Exercise objective: In the records below, find the line with "epsg, name: name.into()" and the line with "pub fn utm(zone: u8, north: bool)". Print both exactly, along with every line between them, and no other line.

Saved entries
***
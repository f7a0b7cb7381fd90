use async_trait::async_trait;
use serde_json::Value;

use crate::error::Result;

/// One spreadsheet row, cells as JSON values
pub type Row = Vec<Value>;

/// Port for a spreadsheet holding the published table
#[async_trait]
pub trait SheetBackend: Send + Sync {
    /// Read every populated row of a sheet, header included
    async fn read(&self, sheet: &str) -> Result<Vec<Row>>;

    /// Remove all values from a sheet
    async fn clear(&self, sheet: &str) -> Result<()>;

    /// Write rows starting at the top-left cell
    async fn write(&self, sheet: &str, rows: &[Row]) -> Result<()>;

    /// Append rows below the last populated row
    async fn append(&self, sheet: &str, rows: &[Row]) -> Result<()>;
}
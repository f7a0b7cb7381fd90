//! Area-of-interest clipping and point-in-polygon enrichment

use canopy_core::error::{CanopyError, Result};
use canopy_core::models::{AlertRecord, ClusterSummary};
use geo::{BoundingRect, Centroid, Coord, Intersects, LineString, MultiPolygon, Polygon};
use rstar::{RTree, RTreeObject, AABB};
use serde_json::Value;
use std::fmt;

/// Geographic polygon restricting which alerts are processed
#[derive(Debug, Clone)]
pub struct AreaOfInterest {
    polygon: Polygon<f64>,
}

impl AreaOfInterest {
    /// Build from a lon/lat ring. The ring is closed if it is not already.
    pub fn from_ring(ring: &[[f64; 2]]) -> Result<Self> {
        if ring.len() < 3 {
            return Err(CanopyError::ConfigInvalid {
                key: "aoi".to_string(),
                reason: format!("AOI ring needs at least 3 vertices, found {}", ring.len()),
            });
        }
        if ring.iter().flatten().any(|v| !v.is_finite()) {
            return Err(CanopyError::ConfigInvalid {
                key: "aoi".to_string(),
                reason: "AOI ring contains non-finite coordinates".to_string(),
            });
        }

        let exterior: LineString<f64> = ring.iter().map(|[x, y]| (*x, *y)).collect();
        Ok(Self { polygon: Polygon::new(exterior, vec![]) })
    }

    pub fn polygon(&self) -> &Polygon<f64> {
        &self.polygon
    }

    /// Point-in-polygon test; points on the boundary are inside
    pub fn contains(&self, longitude: f64, latitude: f64) -> bool {
        self.polygon.intersects(&Coord { x: longitude, y: latitude })
    }

    /// Keep the records inside the AOI, preserving order
    pub fn clip(&self, records: Vec<AlertRecord>) -> Vec<AlertRecord> {
        let before = records.len();
        let kept: Vec<AlertRecord> =
            records.into_iter().filter(|r| self.contains(r.longitude, r.latitude)).collect();
        tracing::debug!(before, after = kept.len(), "Clipped alerts to AOI");
        kept
    }

    /// Longitude/latitude centroid, used to pick an automatic planar CRS
    pub fn centroid(&self) -> Option<Coord<f64>> {
        self.polygon.centroid().map(|p| p.0)
    }
}

/// One polygon of a reference layer with its attribute value
#[derive(Debug, Clone)]
pub struct ReferenceFeature {
    pub value: Value,
    pub geometry: MultiPolygon<f64>,
}

struct LayerEntry {
    position: usize,
    envelope: AABB<[f64; 2]>,
}

impl RTreeObject for LayerEntry {
    type Envelope = AABB<[f64; 2]>;

    fn envelope(&self) -> Self::Envelope {
        self.envelope
    }
}

/// Polygon layer joined onto alert points by containment.
///
/// Read-only once built.
pub struct ReferenceLayer {
    /// Attribute name written onto records
    pub name: String,

    /// Source property the feature values came from
    pub field: String,

    features: Vec<ReferenceFeature>,
    tree: RTree<LayerEntry>,
}

impl fmt::Debug for ReferenceLayer {
    fn fmt(&self, f: &mut fmt::Formatter<'_>) -> fmt::Result {
        f.debug_struct("ReferenceLayer")
            .field("name", &self.name)
            .field("field", &self.field)
            .field("features", &self.features.len())
            .finish_non_exhaustive()
    }
}

impl ReferenceLayer {
    pub fn new(
        name: impl Into<String>,
        field: impl Into<String>,
        features: Vec<ReferenceFeature>,
    ) -> Self {
        let entries = features
            .iter()
            .enumerate()
            .filter_map(|(position, feature)| {
                let rect = feature.geometry.bounding_rect()?;
                let (min, max) = (rect.min(), rect.max());
                Some(LayerEntry {
                    position,
                    envelope: AABB::from_corners([min.x, min.y], [max.x, max.y]),
                })
            })
            .collect();

        Self { name: name.into(), field: field.into(), features, tree: RTree::bulk_load(entries) }
    }

    pub fn features(&self) -> &[ReferenceFeature] {
        &self.features
    }

    pub fn len(&self) -> usize {
        self.features.len()
    }

    pub fn is_empty(&self) -> bool {
        self.features.is_empty()
    }

    /// Value of the first feature (in layer order) containing the point
    pub fn lookup(&self, longitude: f64, latitude: f64) -> Option<&Value> {
        let point = Coord { x: longitude, y: latitude };
        let mut hits: Vec<usize> = self
            .tree
            .locate_in_envelope_intersecting(&AABB::from_point([longitude, latitude]))
            .map(|entry| entry.position)
            .collect();
        hits.sort_unstable();

        hits.into_iter()
            .map(|position| &self.features[position])
            .find(|feature| feature.geometry.intersects(&point))
            .map(|feature| &feature.value)
    }
}

/// Write each layer's value onto the records as `attributes[layer.name]`.
///
/// Points outside every polygon of a layer get JSON null.
pub fn enrich(records: &mut [AlertRecord], layers: &[ReferenceLayer]) {
    for layer in layers {
        let mut matched = 0usize;
        for record in records.iter_mut() {
            let value = layer.lookup(record.longitude, record.latitude).cloned();
            if value.is_some() {
                matched += 1;
            }
            record.attributes.insert(layer.name.clone(), value.unwrap_or(Value::Null));
        }
        tracing::info!(layer = %layer.name, records = records.len(), matched, "Enriched alerts");
    }
}

/// Write `cluster_<layer.name>` onto every record from its cluster's centroid.
///
/// `labels[i]` is the position in `summaries` of record `i`'s cluster.
/// Clusters without a centroid get JSON null.
pub fn join_centroids(
    records: &mut [AlertRecord],
    labels: &[usize],
    summaries: &[ClusterSummary],
    layer: &ReferenceLayer,
) {
    let per_cluster: Vec<Value> = summaries
        .iter()
        .map(|summary| {
            summary
                .centroid
                .and_then(|[lon, lat]| layer.lookup(lon, lat).cloned())
                .unwrap_or(Value::Null)
        })
        .collect();

    let key = format!("cluster_{}", layer.name);
    for (record, label) in records.iter_mut().zip(labels) {
        let value = per_cluster.get(*label).cloned().unwrap_or(Value::Null);
        record.attributes.insert(key.clone(), value);
    }
}
//! Configuration loading utilities for CLI commands

use anyhow::{Context, Result};
use canopy_core::config::{CliConfigOverrides, LayeredConfig};
use std::path::{Path, PathBuf};

/// Config file picked up from the working directory when `--config` is absent
const DEFAULT_CONFIG_FILE: &str = "canopy.toml";

/// Load layered configuration: defaults, then the config file, then the environment
pub fn load_config(config_path: Option<&Path>) -> Result<LayeredConfig> {
    let config = LayeredConfig::with_defaults();

    let config = match resolve_config_path(config_path) {
        Some(path) => config
            .load_from_file(&path)
            .with_context(|| format!("Failed to load configuration file {}", path.display()))?,
        None => config,
    };

    Ok(config.load_from_env())
}

/// Load layered configuration with CLI overrides
pub fn load_config_with_overrides(
    config_path: Option<&Path>,
    overrides: CliConfigOverrides,
) -> Result<LayeredConfig> {
    let mut config = load_config(config_path)?;
    config.update_from_cli(overrides);
    Ok(config)
}

/// An explicit path must exist; the default file is optional
fn resolve_config_path(config_path: Option<&Path>) -> Option<PathBuf> {
    match config_path {
        Some(path) => Some(path.to_path_buf()),
        None => {
            let default = PathBuf::from(DEFAULT_CONFIG_FILE);
            default.is_file().then_some(default)
        }
    }
}

#[cfg(test)]
mod tests {
    use super::*;
    use canopy_core::config::ConfigSource;
    use canopy_core::models::ScopeKey;
    use std::io::Write;
    use tempfile::NamedTempFile;

    #[test]
    fn test_explicit_file_is_loaded() {
        let mut file = NamedTempFile::new().unwrap();
        writeln!(file, "footprint_size_m = 20.0").unwrap();

        let config = load_config(Some(file.path())).unwrap();
        assert_eq!(config.footprint_size_m.value, 20.0);
        assert_eq!(config.footprint_size_m.source, ConfigSource::File);
    }

    #[test]
    fn test_missing_explicit_file_fails() {
        let err = load_config(Some(Path::new("/nonexistent/canopy.toml"))).unwrap_err();
        assert!(err.to_string().contains("Failed to load configuration file"));
    }

    #[test]
    fn test_cli_beats_file() {
        let mut file = NamedTempFile::new().unwrap();
        writeln!(file, "scope_key = \"owner\"").unwrap();

        let overrides = CliConfigOverrides {
            scope_key: Some(ScopeKey::None),
            ..Default::default()
        };
        let config = load_config_with_overrides(Some(file.path()), overrides).unwrap();

        assert_eq!(config.scope_key.value, ScopeKey::None);
        assert_eq!(config.scope_key.source, ConfigSource::Cli);
    }
}
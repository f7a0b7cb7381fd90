//! Canopy Publish - Spreadsheet output for clustered alerts
//!
//! [`Publisher`] turns clustered records into a flat table and writes it
//! through a [`SheetBackend`](canopy_core::ports::SheetBackend), either
//! replacing the sheet or appending to it with optional deduplication.

pub mod google;
pub mod memory;
pub mod publisher;
pub mod table;

pub use google::GoogleSheets;
pub use memory::MemorySheets;
pub use publisher::Publisher;
pub use table::Table;
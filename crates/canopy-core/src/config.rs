use crate::error::{CanopyError, Result};
use crate::models::{FootprintShape, PlanarCrsStrategy, PublishMode, ScopeKey, ShapeKind};
use serde::{Deserialize, Serialize};
use std::collections::HashMap;
use std::env;
use std::fs;
use std::path::Path;

/// Configuration source for tracking where values come from
#[derive(Debug, Clone, Copy, PartialEq, Eq, Serialize, Deserialize)]
pub enum ConfigSource {
    /// Default value
    Default,
    /// Loaded from config file
    File,
    /// Loaded from environment variable
    Environment,
    /// Provided via CLI argument
    Cli,
}

impl ConfigSource {
    /// Returns the precedence level (higher = higher priority)
    pub fn precedence(&self) -> u8 {
        match self {
            ConfigSource::Default => 0,
            ConfigSource::File => 1,
            ConfigSource::Environment => 2,
            ConfigSource::Cli => 3,
        }
    }
}

/// A configuration value with its source
#[derive(Debug, Clone, Serialize, Deserialize)]
pub struct ConfigValue<T> {
    pub value: T,
    pub source: ConfigSource,
}

impl<T> ConfigValue<T> {
    pub fn new(value: T, source: ConfigSource) -> Self {
        Self { value, source }
    }

    /// Update the value if the new source has higher precedence
    pub fn update(&mut self, value: T, source: ConfigSource) {
        if source.precedence() > self.source.precedence() {
            self.value = value;
            self.source = source;
        }
    }
}

/// Default area of interest: the monitored concession block in West Kalimantan
pub const DEFAULT_AOI: [[f64; 2]; 5] = [
    [110.15497, 0.67329],
    [110.38332, 0.67329],
    [110.38332, 0.91435],
    [110.15497, 0.91435],
    [110.15497, 0.67329],
];

/// Layered configuration for Canopy
#[derive(Debug, Clone)]
pub struct LayeredConfig {
    pub planar_crs: ConfigValue<PlanarCrsStrategy>,
    pub footprint_shape: ConfigValue<ShapeKind>,
    pub footprint_size_m: ConfigValue<f64>,
    pub circle_segments: ConfigValue<usize>,
    pub scope_key: ConfigValue<ScopeKey>,
    pub aoi: ConfigValue<Vec<[f64; 2]>>,
    pub alerts_api_url: ConfigValue<String>,
    pub alerts_dataset: ConfigValue<String>,
    pub alerts_api_key: ConfigValue<Option<String>>,
    pub spreadsheet_id: ConfigValue<Option<String>>,
    pub sheets_token: ConfigValue<Option<String>>,
    pub sheet_name: ConfigValue<String>,
    pub log_sheet_name: ConfigValue<String>,
    pub publish_mode: ConfigValue<PublishMode>,
    pub dedup: ConfigValue<bool>,
}
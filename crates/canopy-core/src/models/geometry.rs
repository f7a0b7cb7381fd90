//! Coordinate reference systems and footprint shapes.

use serde::{Deserialize, Serialize};
use std::fmt;

use crate::error::{CanopyError, Result};

/// Coordinate Reference System identified by EPSG code
#[derive(Debug, Clone, PartialEq, Eq, Serialize, Deserialize)]
pub struct Crs {
    pub epsg: u32,
    pub name: String,
}

impl Default for Crs {
    fn default() -> Self {
        Self::wgs84()
    }
}

impl Crs {
    pub fn new(epsg: u32, name: impl Into<String>) -> Self {
        Self { epsg, name: name.into() }
    }

    /// WGS 84 (EPSG:4326)
    pub fn wgs84() -> Self {
        Self::new(4326, "WGS 84")
    }

    /// WGS 84 / UTM zone, EPSG 326zz in the north and 327zz in the south
    pub fn utm(zone: u8, north: bool) -> Self {
        let base = if north { 32600 } else { 32700 };
        let hemisphere = if north { 'N' } else { 'S' };
        Self::new(base + zone as u32, format!("WGS 84 / UTM zone {}{}", zone, hemisphere))
    }

    pub fn from_epsg(epsg: u32) -> Self {
        match epsg {
            4326 => Self::wgs84(),
            32601..=32660 => Self::utm((epsg - 32600) as u8, true),
            32701..=32760 => Self::utm((epsg - 32700) as u8, false),
            other => Self::new(other, format!("EPSG:{}", other)),
        }
    }

    pub fn authority_code(&self) -> String {
        format!("EPSG:{}", self.epsg)
    }
}

/// How the planar (meters-based) CRS for adjacency and area is chosen
#[derive(Debug, Clone, Copy, PartialEq, Eq, Serialize, Deserialize)]
#[serde(try_from = "String", into = "String")]
pub enum PlanarCrsStrategy {
    /// Always use this EPSG code
    Fixed(u32),
    /// Pick the UTM zone containing the area of interest
    AutoUtm,
}

impl Default for PlanarCrsStrategy {
    fn default() -> Self {
        PlanarCrsStrategy::Fixed(32749)
    }
}

impl fmt::Display for PlanarCrsStrategy {
    fn fmt(&self, f: &mut fmt::Formatter<'_>) -> fmt::Result {
        match self {
            PlanarCrsStrategy::Fixed(epsg) => write!(f, "EPSG:{}", epsg),
            PlanarCrsStrategy::AutoUtm => write!(f, "auto"),
        }
    }
}

impl std::str::FromStr for PlanarCrsStrategy {
    type Err = CanopyError;

    fn from_str(s: &str) -> Result<Self> {
        let trimmed = s.trim();
        if trimmed.eq_ignore_ascii_case("auto") || trimmed.eq_ignore_ascii_case("utm") {
            return Ok(PlanarCrsStrategy::AutoUtm);
        }
        let code = trimmed
            .strip_prefix("EPSG:")
            .or_else(|| trimmed.strip_prefix("epsg:"))
            .unwrap_or(trimmed);
        code.parse::<u32>().map(PlanarCrsStrategy::Fixed).map_err(|_| {
            CanopyError::ConfigInvalid {
                key: "planar_crs".to_string(),
                reason: format!("Expected 'auto' or an EPSG code, found '{}'", s),
            }
        })
    }
}

impl TryFrom<String> for PlanarCrsStrategy {
    type Error = CanopyError;

    fn try_from(value: String) -> Result<Self> {
        value.parse()
    }
}

impl From<PlanarCrsStrategy> for String {
    fn from(strategy: PlanarCrsStrategy) -> Self {
        strategy.to_string()
    }
}

/// Footprint shape family, independent of size
#[derive(Debug, Clone, Copy, PartialEq, Eq, Serialize, Deserialize, Default)]
#[serde(rename_all = "lowercase")]
pub enum ShapeKind {
    #[default]
    Square,
    Circle,
}

/// Ground coverage of a single alert cell in planar coordinates.
///
/// The size sets the adjacency radius: two squares of side `s` merge when
/// their centers are within `s` on both axes.
#[derive(Debug, Clone, Copy, PartialEq, Serialize, Deserialize)]
#[serde(tag = "shape", rename_all = "lowercase")]
pub enum FootprintShape {
    /// Axis-aligned square of the given side length
    Square { side_m: f64 },
    /// Disk of the given radius, approximated by a regular polygon
    Circle { radius_m: f64, segments: usize },
}

impl Default for FootprintShape {
    fn default() -> Self {
        FootprintShape::Square { side_m: 11.2 }
    }
}

impl FootprintShape {
    pub const DEFAULT_SEGMENTS: usize = 32;

    pub fn square(side_m: f64) -> Self {
        FootprintShape::Square { side_m }
    }

    pub fn circle(radius_m: f64) -> Self {
        FootprintShape::Circle { radius_m, segments: Self::DEFAULT_SEGMENTS }
    }

    pub fn from_parts(kind: ShapeKind, size_m: f64, segments: usize) -> Self {
        match kind {
            ShapeKind::Square => FootprintShape::Square { side_m: size_m },
            ShapeKind::Circle => FootprintShape::Circle { radius_m: size_m, segments },
        }
    }

    /// Distance from the center to the edge of the bounding box
    pub fn half_extent(&self) -> f64 {
        match self {
            FootprintShape::Square { side_m } => side_m / 2.0,
            FootprintShape::Circle { radius_m, .. } => *radius_m,
        }
    }

    /// Area of one footprint polygon as constructed (m²)
    pub fn nominal_area(&self) -> f64 {
        match self {
            FootprintShape::Square { side_m } => side_m * side_m,
            FootprintShape::Circle { radius_m, segments } => {
                let n = *segments as f64;
                0.5 * n * radius_m * radius_m * (2.0 * std::f64::consts::PI / n).sin()
            }
        }
    }

    pub fn validate(&self) -> Result<()> {
        let size = match self {
            FootprintShape::Square { side_m } => *side_m,
            FootprintShape::Circle { radius_m, segments } => {
                if *segments < 3 {
                    return Err(CanopyError::ConfigInvalid {
                        key: "circle_segments".to_string(),
                        reason: format!("A circle needs at least 3 segments, found {}", segments),
                    });
                }
                *radius_m
            }
        };

        if !size.is_finite() || size <= 0.0 {
            return Err(CanopyError::ConfigInvalid {
                key: "footprint_size_m".to_string(),
                reason: format!("Footprint size must be a positive number of meters, found {}", size),
            });
        }
        Ok(())
    }
}

impl fmt::Display for FootprintShape {
    fn fmt(&self, f: &mut fmt::Formatter<'_>) -> fmt::Result {
        match self {
            FootprintShape::Square { side_m } => write!(f, "square {} m", side_m),
            FootprintShape::Circle { radius_m, segments } => {
                write!(f, "circle r={} m ({} segments)", radius_m, segments)
            }
        }
    }
}
use geo::{Area, Polygon};

/// Validation result with details
#[derive(Debug, Clone)]
pub struct ValidationResult {
    pub is_valid: bool,
    pub errors: Vec<ValidationError>,
}

/// Validation error with location details
#[derive(Debug, Clone)]
pub struct ValidationError {
    pub location: String,
    pub reason: String,
}

impl ValidationResult {
    /// Create a valid result
    pub fn valid() -> Self {
        Self { is_valid: true, errors: Vec::new() }
    }

    /// Add an error to the result
    pub fn add_error(&mut self, location: String, reason: String) {
        self.is_valid = false;
        self.errors.push(ValidationError { location, reason });
    }

    /// First error reason, for log lines
    pub fn summary(&self) -> Option<String> {
        self.errors.first().map(|e| format!("{}: {}", e.location, e.reason))
    }
}

/// Validate a footprint polygon.
///
/// Beyond ring structure, a footprint must enclose a positive finite area;
/// anything else cannot take part in adjacency or area measurement.
pub fn validate_footprint(polygon: &Polygon<f64>) -> ValidationResult {
    let mut result = validate_polygon(polygon);

    let area = polygon.unsigned_area();
    if !area.is_finite() || area <= 0.0 {
        result.add_error("Polygon".to_string(), format!("Polygon area must be positive, found {}", area));
    }

    result
}

fn validate_polygon(polygon: &Polygon<f64>) -> ValidationResult {
    let mut result = ValidationResult::valid();

    // Check exterior ring
    let exterior = polygon.exterior();
    if exterior.0.len() < 4 {
        result.add_error(
            "Polygon exterior".to_string(),
            format!("Polygon exterior must have at least 4 points, found {}", exterior.0.len()),
        );
    }

    // Polygon::new always closes the exterior
    for (i, coord) in exterior.0.iter().enumerate() {
        if !coord.x.is_finite() || !coord.y.is_finite() {
            result.add_error(format!("Polygon exterior[{}]", i), "Coordinates must be finite".to_string());
        }
    }

    result
}
/// Union-find over `0..len` with path compression and union by rank
#[derive(Debug, Clone)]
pub struct DisjointSet {
    parent: Vec<usize>,
    rank: Vec<u8>,
}

impl DisjointSet {
    pub fn new(len: usize) -> Self {
        Self { parent: (0..len).collect(), rank: vec![0; len] }
    }

    pub fn len(&self) -> usize {
        self.parent.len()
    }

    pub fn is_empty(&self) -> bool {
        self.parent.is_empty()
    }

    /// Representative of the set containing `x`
    pub fn find(&mut self, x: usize) -> usize {
        let mut root = x;
        while self.parent[root] != root {
            root = self.parent[root];
        }

        // Point every node on the path straight at the root
        let mut node = x;
        while self.parent[node] != root {
            let next = self.parent[node];
            self.parent[node] = root;
            node = next;
        }
        root
    }

    /// Merge the sets of `a` and `b`. Returns false if they were already joined.
    pub fn union(&mut self, a: usize, b: usize) -> bool {
        let ra = self.find(a);
        let rb = self.find(b);
        if ra == rb {
            return false;
        }

        match self.rank[ra].cmp(&self.rank[rb]) {
            std::cmp::Ordering::Less => self.parent[ra] = rb,
            std::cmp::Ordering::Greater => self.parent[rb] = ra,
            std::cmp::Ordering::Equal => {
                self.parent[rb] = ra;
                self.rank[ra] += 1;
            }
        }
        true
    }

    pub fn same(&mut self, a: usize, b: usize) -> bool {
        self.find(a) == self.find(b)
    }

    /// All sets, each sorted ascending, ordered by their smallest element
    pub fn components(&mut self) -> Vec<Vec<usize>> {
        let mut slot_of_root = vec![usize::MAX; self.len()];
        let mut components: Vec<Vec<usize>> = Vec::new();

        for x in 0..self.len() {
            let root = self.find(x);
            if slot_of_root[root] == usize::MAX {
                slot_of_root[root] = components.len();
                components.push(Vec::new());
            }
            components[slot_of_root[root]].push(x);
        }
        components
    }
}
***
Result of this exercise:
        Self { epsg, name: name.into() }
    }

    /// WGS 84 (EPSG:4326)
    pub fn wgs84() -> Self {
        Self::new(4326, "WGS 84")
    }

    /// WGS 84 / UTM zone, EPSG 326zz in the north and 327zz in the south
    pub fn utm(zone: u8, north: bool) -> Self {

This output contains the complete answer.